Jurassic Insects Wrongly Accused of Sucking Dino Blood

Male fly
A male strashilid fly with grasping limbs from the Jurassic, found in Inner Mongolia. (Image credit: Dr. Huang)

A group of Jurassic insects thought to have been parasites of feathered dinosaurs were falsely accused, new research finds. Instead, the tiny creatures were aquatic flies, similar to some still living today.

The findings don't change the reality that dinosaurs really did have lice and other parasites, Nanjing Institute of Geology and Paleontology researcher Diying Huang and his colleagues write in the Feb. 21 issue of the journal Nature. Huang and his colleagues had previously discovered dino-fleas 10 times the size of the ones that plague mammals today.

But insects known as the strashilids had been wrongly identified as bloodsuckers, Huang and his colleagues now conclude.

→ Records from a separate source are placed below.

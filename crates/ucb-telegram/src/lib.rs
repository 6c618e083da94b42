//! Telegram adapter (teloxide).
//!
//! Implements the `ucb-core` messaging port over the Telegram Bot API.

use async_trait::async_trait;

use teloxide::{
    prelude::*,
    types::{
        ChatMemberStatus, InlineKeyboardButton, InlineKeyboardMarkup, InputFile, ParseMode,
        Recipient, WebAppInfo,
    },
};
use tracing::warn;

pub mod handlers;
pub mod router;

use ucb_core::{
    domain::{ChatId, ChatTarget, MessageId, MessageRef, UserId},
    errors::Error,
    messaging::{
        port::MessagingPort,
        types::{InlineButton, InlineKeyboard, MemberStatus},
    },
    Result,
};

#[derive(Clone)]
pub struct TelegramMessenger {
    bot: Bot,
}

impl TelegramMessenger {
    pub fn new(bot: Bot) -> Self {
        Self { bot }
    }

    fn recipient(chat: &ChatTarget) -> Recipient {
        match chat {
            ChatTarget::Id(id) => Recipient::Id(teloxide::types::ChatId(*id)),
            ChatTarget::Handle(handle) => Recipient::ChannelUsername(handle.clone()),
        }
    }

    fn tg_chat(msg: MessageRef) -> teloxide::types::ChatId {
        teloxide::types::ChatId(msg.chat_id.0)
    }

    fn tg_msg_id(msg: MessageRef) -> teloxide::types::MessageId {
        teloxide::types::MessageId(msg.message_id.0)
    }

    /// API-side rejections (bad chat id, unparseable markup, edits to
    /// identical content) become `BadRequest` so the core can fall back;
    /// transport-level failures stay opaque.
    fn map_err(e: teloxide::RequestError) -> Error {
        match e {
            teloxide::RequestError::Api(api) => Error::BadRequest(api.to_string()),
            other => Error::External(format!("telegram error: {other}")),
        }
    }

    fn message_ref(chat_id: teloxide::types::ChatId, msg: &Message) -> MessageRef {
        MessageRef {
            chat_id: ChatId(chat_id.0),
            message_id: MessageId(msg.id.0),
        }
    }
}

fn to_markup(keyboard: InlineKeyboard) -> InlineKeyboardMarkup {
    let rows: Vec<Vec<InlineKeyboardButton>> = keyboard
        .rows
        .into_iter()
        .map(|row| row.into_iter().filter_map(to_button).collect())
        .collect();
    InlineKeyboardMarkup::new(rows)
}

fn to_button(button: InlineButton) -> Option<InlineKeyboardButton> {
    match button {
        InlineButton::Callback { label, data } => Some(InlineKeyboardButton::callback(label, data)),
        InlineButton::Url { label, url } => match url::Url::parse(&url) {
            Ok(parsed) => Some(InlineKeyboardButton::url(label, parsed)),
            Err(e) => {
                warn!("dropping url button, invalid url {url}: {e}");
                None
            }
        },
        InlineButton::WebApp { label, url } => match url::Url::parse(&url) {
            Ok(parsed) => Some(InlineKeyboardButton::web_app(
                label,
                WebAppInfo { url: parsed },
            )),
            Err(e) => {
                warn!("dropping web app button, invalid url {url}: {e}");
                None
            }
        },
    }
}

#[async_trait]
impl MessagingPort for TelegramMessenger {
    async fn send_markdown(&self, chat: &ChatTarget, text: &str) -> Result<MessageRef> {
        let recipient = Self::recipient(chat);
        let msg = self
            .bot
            .send_message(recipient, text.to_string())
            .parse_mode(ParseMode::Markdown)
            .await
            .map_err(Self::map_err)?;
        Ok(Self::message_ref(msg.chat.id, &msg))
    }

    async fn send_html(&self, chat: &ChatTarget, html: &str) -> Result<MessageRef> {
        let recipient = Self::recipient(chat);
        let msg = self
            .bot
            .send_message(recipient, html.to_string())
            .parse_mode(ParseMode::Html)
            .await
            .map_err(Self::map_err)?;
        Ok(Self::message_ref(msg.chat.id, &msg))
    }

    async fn send_keyboard(
        &self,
        chat: &ChatTarget,
        text: &str,
        keyboard: InlineKeyboard,
    ) -> Result<MessageRef> {
        let recipient = Self::recipient(chat);
        let msg = self
            .bot
            .send_message(recipient, text.to_string())
            .parse_mode(ParseMode::Markdown)
            .reply_markup(to_markup(keyboard))
            .await
            .map_err(Self::map_err)?;
        Ok(Self::message_ref(msg.chat.id, &msg))
    }

    async fn edit_text(
        &self,
        msg: MessageRef,
        text: &str,
        keyboard: Option<InlineKeyboard>,
    ) -> Result<()> {
        let request = self
            .bot
            .edit_message_text(Self::tg_chat(msg), Self::tg_msg_id(msg), text.to_string())
            .parse_mode(ParseMode::Markdown);
        match keyboard {
            Some(kb) => request.reply_markup(to_markup(kb)).await,
            None => request.await,
        }
        .map_err(Self::map_err)?;
        Ok(())
    }

    async fn edit_keyboard(&self, msg: MessageRef, keyboard: InlineKeyboard) -> Result<()> {
        self.bot
            .edit_message_reply_markup(Self::tg_chat(msg), Self::tg_msg_id(msg))
            .reply_markup(to_markup(keyboard))
            .await
            .map_err(Self::map_err)?;
        Ok(())
    }

    async fn send_document(
        &self,
        chat: &ChatTarget,
        data: Vec<u8>,
        filename: &str,
        caption: &str,
    ) -> Result<()> {
        let file = InputFile::memory(data).file_name(filename.to_string());
        self.bot
            .send_document(Self::recipient(chat), file)
            .caption(caption.to_string())
            .await
            .map_err(Self::map_err)?;
        Ok(())
    }

    async fn answer_callback(&self, callback_id: &str, text: Option<&str>) -> Result<()> {
        let mut request = self.bot.answer_callback_query(callback_id.to_string());
        if let Some(t) = text {
            request = request.text(t.to_string());
        }
        request.await.map_err(Self::map_err)?;
        Ok(())
    }

    async fn member_status(&self, chat: &ChatTarget, user: UserId) -> Result<MemberStatus> {
        let member = self
            .bot
            .get_chat_member(Self::recipient(chat), teloxide::types::UserId(user.0 as u64))
            .await
            .map_err(Self::map_err)?;

        Ok(match member.status() {
            ChatMemberStatus::Owner => MemberStatus::Owner,
            ChatMemberStatus::Administrator => MemberStatus::Administrator,
            ChatMemberStatus::Member => MemberStatus::Member,
            ChatMemberStatus::Restricted => MemberStatus::Restricted,
            ChatMemberStatus::Left => MemberStatus::Left,
            ChatMemberStatus::Banned => MemberStatus::Banned,
        })
    }
}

The itsy-bitsy insects, only a few millimeters long, have grasping back legs and what appeared, in fossilized specimens, to be a sucking beak. These remains made scientists think strashilids belonged to an extinct group of dinosaur parasites. But researchers had only discovered a handful of these Jurassic insects.

Now, Huang and his colleagues have examined 13 new specimens of strashilids from 165 million years ago, found in Inner Mongolia. Two of these specimens even preserve males and females having sex. [See Images of the Fossil Flies Having Sex]

A mating pair of strashilids, fossil insects from the Jurassic that resemble modern aquatic flies. (Image credit: Dr. Huang)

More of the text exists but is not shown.